## RECORD EXCERPTS
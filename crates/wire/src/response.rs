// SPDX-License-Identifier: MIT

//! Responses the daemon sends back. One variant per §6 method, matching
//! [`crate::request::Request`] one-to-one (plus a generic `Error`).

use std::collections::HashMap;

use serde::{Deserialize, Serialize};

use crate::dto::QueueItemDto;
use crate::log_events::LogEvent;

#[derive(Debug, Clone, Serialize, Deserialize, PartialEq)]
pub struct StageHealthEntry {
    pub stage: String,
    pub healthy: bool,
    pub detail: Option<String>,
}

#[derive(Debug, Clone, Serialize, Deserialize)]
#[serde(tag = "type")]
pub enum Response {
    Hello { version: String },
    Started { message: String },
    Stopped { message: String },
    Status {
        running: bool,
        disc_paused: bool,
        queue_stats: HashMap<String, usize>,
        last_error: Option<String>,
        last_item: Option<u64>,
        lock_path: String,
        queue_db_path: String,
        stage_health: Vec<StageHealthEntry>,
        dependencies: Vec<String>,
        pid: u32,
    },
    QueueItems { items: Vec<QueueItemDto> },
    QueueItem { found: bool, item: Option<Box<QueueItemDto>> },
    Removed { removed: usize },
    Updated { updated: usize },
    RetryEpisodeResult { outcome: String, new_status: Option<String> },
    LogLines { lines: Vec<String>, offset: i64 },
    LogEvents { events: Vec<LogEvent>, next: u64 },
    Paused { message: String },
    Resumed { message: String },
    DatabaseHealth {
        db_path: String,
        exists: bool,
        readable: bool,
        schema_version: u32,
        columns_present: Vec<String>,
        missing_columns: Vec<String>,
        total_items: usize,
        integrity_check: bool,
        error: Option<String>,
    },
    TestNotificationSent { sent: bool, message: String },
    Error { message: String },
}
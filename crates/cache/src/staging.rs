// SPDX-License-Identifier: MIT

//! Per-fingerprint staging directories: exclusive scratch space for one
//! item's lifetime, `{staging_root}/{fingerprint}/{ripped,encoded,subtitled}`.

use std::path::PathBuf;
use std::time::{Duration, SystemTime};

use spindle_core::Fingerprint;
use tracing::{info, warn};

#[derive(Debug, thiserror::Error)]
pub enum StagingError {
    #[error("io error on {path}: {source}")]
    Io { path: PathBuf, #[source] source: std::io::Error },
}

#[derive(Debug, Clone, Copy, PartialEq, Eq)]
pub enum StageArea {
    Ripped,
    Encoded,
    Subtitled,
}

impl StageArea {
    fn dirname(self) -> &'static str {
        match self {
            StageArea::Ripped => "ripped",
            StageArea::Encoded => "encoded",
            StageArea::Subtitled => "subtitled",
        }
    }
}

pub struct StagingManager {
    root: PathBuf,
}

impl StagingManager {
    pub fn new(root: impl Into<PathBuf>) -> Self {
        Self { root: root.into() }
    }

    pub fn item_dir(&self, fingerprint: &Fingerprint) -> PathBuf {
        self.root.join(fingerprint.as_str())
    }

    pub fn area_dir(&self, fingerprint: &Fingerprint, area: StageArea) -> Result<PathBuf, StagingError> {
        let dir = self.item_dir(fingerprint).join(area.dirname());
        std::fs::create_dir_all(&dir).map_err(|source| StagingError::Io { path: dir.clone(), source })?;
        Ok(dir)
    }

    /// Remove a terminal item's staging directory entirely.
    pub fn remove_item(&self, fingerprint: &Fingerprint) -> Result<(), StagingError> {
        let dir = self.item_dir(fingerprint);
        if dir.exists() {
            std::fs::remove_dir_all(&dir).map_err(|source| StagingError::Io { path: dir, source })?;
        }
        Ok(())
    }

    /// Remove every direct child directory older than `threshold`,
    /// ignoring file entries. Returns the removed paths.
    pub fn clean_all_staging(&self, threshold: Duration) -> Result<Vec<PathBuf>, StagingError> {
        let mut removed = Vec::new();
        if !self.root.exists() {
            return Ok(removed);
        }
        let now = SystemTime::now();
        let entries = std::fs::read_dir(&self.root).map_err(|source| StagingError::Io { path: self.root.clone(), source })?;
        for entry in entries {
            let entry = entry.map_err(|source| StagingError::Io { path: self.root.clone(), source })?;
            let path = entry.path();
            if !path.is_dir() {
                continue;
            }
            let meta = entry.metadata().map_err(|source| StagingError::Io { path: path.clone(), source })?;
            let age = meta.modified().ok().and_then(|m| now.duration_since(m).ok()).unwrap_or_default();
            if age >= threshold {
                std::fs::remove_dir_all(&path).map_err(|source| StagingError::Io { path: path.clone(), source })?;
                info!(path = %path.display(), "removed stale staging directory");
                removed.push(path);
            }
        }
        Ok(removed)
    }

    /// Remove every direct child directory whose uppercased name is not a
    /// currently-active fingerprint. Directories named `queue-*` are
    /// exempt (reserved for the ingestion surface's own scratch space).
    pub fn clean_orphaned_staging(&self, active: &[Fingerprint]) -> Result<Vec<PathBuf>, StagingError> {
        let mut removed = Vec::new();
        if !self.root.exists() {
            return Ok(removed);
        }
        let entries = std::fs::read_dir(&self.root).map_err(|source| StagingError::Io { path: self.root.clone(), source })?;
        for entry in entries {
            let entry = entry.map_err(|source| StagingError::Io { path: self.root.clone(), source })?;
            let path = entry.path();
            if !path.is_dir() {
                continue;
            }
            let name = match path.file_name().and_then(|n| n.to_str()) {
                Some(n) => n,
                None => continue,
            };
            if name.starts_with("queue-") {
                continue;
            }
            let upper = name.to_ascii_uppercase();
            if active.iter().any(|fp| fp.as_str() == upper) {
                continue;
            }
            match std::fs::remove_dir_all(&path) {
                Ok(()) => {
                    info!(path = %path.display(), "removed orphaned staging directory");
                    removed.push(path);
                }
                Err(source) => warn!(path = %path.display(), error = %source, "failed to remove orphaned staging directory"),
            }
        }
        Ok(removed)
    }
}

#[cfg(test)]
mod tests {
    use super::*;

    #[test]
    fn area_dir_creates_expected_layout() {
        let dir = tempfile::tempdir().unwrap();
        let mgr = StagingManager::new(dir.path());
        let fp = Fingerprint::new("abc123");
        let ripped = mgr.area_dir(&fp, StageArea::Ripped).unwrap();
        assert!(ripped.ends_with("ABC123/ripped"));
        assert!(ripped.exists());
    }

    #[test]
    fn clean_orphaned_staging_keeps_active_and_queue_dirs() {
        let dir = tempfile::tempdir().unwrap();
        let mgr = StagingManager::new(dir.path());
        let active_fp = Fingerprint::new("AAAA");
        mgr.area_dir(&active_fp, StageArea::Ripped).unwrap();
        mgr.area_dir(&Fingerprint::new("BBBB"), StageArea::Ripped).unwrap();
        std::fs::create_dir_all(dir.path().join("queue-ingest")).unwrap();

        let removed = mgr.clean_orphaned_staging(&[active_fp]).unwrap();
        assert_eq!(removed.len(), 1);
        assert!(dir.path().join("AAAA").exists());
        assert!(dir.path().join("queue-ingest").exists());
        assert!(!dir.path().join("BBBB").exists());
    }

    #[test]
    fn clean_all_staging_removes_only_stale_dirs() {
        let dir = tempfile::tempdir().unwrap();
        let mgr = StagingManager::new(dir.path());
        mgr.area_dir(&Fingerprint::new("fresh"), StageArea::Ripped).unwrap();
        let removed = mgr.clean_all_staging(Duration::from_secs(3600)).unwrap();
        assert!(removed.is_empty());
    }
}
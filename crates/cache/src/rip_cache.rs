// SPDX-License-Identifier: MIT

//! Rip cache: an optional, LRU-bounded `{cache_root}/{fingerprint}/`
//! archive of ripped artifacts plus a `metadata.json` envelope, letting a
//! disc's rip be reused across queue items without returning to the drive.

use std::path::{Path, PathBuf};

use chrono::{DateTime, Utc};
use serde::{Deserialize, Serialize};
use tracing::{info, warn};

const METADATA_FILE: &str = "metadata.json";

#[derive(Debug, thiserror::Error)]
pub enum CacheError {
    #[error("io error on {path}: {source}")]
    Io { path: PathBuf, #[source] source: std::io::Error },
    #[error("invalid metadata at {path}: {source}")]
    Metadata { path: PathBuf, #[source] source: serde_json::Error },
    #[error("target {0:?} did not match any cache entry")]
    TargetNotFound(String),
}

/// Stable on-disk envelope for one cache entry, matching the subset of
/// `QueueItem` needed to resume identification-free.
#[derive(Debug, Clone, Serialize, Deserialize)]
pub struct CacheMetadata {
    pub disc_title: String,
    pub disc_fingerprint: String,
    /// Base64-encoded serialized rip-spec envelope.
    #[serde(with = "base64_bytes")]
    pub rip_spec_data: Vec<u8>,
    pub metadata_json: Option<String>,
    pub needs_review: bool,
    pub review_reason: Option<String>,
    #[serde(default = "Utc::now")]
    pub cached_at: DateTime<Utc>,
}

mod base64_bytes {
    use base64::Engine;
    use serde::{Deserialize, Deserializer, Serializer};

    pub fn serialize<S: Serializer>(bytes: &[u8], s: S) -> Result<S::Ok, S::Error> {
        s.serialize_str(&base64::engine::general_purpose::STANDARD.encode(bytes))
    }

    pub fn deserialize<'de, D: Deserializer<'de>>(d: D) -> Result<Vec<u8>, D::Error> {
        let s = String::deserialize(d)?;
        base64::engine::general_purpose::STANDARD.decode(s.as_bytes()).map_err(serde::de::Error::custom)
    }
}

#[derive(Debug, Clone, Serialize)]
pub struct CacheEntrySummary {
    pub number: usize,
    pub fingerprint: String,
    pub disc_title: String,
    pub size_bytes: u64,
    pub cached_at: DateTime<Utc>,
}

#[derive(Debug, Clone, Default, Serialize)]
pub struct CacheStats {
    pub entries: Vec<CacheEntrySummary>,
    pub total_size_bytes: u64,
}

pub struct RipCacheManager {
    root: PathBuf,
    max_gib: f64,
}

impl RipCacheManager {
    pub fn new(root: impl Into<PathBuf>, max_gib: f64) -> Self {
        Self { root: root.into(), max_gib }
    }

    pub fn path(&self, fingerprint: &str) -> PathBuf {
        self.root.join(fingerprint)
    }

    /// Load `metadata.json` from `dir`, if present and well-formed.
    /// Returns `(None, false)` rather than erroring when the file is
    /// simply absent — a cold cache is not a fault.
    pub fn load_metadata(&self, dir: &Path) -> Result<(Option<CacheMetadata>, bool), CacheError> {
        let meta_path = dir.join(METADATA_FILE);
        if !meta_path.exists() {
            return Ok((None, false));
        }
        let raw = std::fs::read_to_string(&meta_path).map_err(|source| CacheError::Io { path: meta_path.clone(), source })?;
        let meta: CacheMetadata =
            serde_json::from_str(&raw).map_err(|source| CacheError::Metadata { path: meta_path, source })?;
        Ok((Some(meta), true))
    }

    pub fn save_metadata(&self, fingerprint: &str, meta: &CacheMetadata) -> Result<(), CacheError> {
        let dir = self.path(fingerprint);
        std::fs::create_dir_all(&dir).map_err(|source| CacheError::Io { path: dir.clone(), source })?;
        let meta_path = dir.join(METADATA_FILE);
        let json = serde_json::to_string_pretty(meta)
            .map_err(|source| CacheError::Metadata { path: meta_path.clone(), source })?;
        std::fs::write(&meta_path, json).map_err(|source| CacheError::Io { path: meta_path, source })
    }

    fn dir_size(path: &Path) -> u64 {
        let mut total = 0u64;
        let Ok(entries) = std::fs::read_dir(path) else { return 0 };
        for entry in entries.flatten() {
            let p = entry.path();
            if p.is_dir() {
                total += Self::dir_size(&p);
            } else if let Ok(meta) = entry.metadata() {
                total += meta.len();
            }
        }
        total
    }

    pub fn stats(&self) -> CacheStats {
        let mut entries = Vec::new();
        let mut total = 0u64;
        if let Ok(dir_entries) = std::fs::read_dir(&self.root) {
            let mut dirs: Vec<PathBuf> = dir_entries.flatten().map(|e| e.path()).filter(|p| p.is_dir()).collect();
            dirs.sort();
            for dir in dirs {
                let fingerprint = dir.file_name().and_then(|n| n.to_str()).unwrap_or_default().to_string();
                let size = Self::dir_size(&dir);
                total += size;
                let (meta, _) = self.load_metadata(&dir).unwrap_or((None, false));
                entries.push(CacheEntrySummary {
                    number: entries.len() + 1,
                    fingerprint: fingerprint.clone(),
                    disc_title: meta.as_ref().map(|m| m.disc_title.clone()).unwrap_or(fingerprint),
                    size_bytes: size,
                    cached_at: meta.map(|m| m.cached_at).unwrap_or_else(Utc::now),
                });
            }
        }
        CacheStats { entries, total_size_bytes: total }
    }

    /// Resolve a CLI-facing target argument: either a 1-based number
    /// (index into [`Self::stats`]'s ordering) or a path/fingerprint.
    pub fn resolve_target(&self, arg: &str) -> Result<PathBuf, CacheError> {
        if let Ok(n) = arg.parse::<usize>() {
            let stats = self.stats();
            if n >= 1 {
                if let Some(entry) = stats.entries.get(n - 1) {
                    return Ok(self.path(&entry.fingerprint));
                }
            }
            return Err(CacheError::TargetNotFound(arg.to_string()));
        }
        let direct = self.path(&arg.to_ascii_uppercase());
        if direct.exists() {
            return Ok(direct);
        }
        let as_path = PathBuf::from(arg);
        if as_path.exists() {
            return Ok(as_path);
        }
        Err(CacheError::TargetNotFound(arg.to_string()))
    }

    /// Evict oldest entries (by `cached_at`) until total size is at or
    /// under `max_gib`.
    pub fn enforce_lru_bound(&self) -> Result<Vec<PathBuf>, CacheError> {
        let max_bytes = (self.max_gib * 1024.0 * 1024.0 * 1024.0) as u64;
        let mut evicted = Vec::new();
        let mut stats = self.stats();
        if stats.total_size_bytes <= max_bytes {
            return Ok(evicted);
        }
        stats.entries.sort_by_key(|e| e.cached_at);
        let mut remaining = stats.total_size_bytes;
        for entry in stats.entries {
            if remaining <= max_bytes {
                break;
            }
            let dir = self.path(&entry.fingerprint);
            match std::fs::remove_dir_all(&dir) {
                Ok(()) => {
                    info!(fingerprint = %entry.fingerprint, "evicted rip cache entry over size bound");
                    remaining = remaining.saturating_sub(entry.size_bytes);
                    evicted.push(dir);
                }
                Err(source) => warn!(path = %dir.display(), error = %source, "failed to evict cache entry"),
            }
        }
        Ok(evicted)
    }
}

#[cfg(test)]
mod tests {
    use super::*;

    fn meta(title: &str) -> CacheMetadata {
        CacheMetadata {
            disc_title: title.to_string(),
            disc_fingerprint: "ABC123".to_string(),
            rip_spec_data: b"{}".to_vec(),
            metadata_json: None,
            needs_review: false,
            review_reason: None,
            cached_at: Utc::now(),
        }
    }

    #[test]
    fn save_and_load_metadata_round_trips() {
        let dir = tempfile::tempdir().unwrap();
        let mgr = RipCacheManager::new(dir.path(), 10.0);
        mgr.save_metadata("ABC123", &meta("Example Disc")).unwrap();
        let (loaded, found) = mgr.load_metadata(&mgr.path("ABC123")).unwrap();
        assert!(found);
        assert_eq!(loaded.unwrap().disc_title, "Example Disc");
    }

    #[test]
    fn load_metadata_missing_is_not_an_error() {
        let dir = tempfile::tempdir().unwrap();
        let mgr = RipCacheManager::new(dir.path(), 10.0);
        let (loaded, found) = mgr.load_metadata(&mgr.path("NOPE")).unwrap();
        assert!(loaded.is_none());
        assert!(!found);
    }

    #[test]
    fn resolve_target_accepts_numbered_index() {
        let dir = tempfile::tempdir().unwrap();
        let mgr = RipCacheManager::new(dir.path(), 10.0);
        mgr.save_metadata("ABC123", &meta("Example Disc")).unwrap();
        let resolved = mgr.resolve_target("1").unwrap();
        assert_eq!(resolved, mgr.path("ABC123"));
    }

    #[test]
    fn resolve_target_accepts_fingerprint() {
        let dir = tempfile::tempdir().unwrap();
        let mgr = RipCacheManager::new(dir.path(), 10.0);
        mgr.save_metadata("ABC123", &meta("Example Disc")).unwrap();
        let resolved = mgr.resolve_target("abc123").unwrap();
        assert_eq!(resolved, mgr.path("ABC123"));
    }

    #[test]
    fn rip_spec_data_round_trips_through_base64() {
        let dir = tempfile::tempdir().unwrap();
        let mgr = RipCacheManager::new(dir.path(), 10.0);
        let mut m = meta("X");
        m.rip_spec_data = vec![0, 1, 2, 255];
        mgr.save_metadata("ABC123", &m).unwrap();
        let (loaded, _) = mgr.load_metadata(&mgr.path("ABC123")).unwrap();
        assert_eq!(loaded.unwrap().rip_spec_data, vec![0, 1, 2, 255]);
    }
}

## TASK TO CARRY OUT
Among the entries above, find every line holding "PartialEq" and copy it.

## TASK RESULT
#[derive(Debug, Clone, Serialize, Deserialize, PartialEq)]
#[derive(Debug, Clone, Copy, PartialEq, Eq)]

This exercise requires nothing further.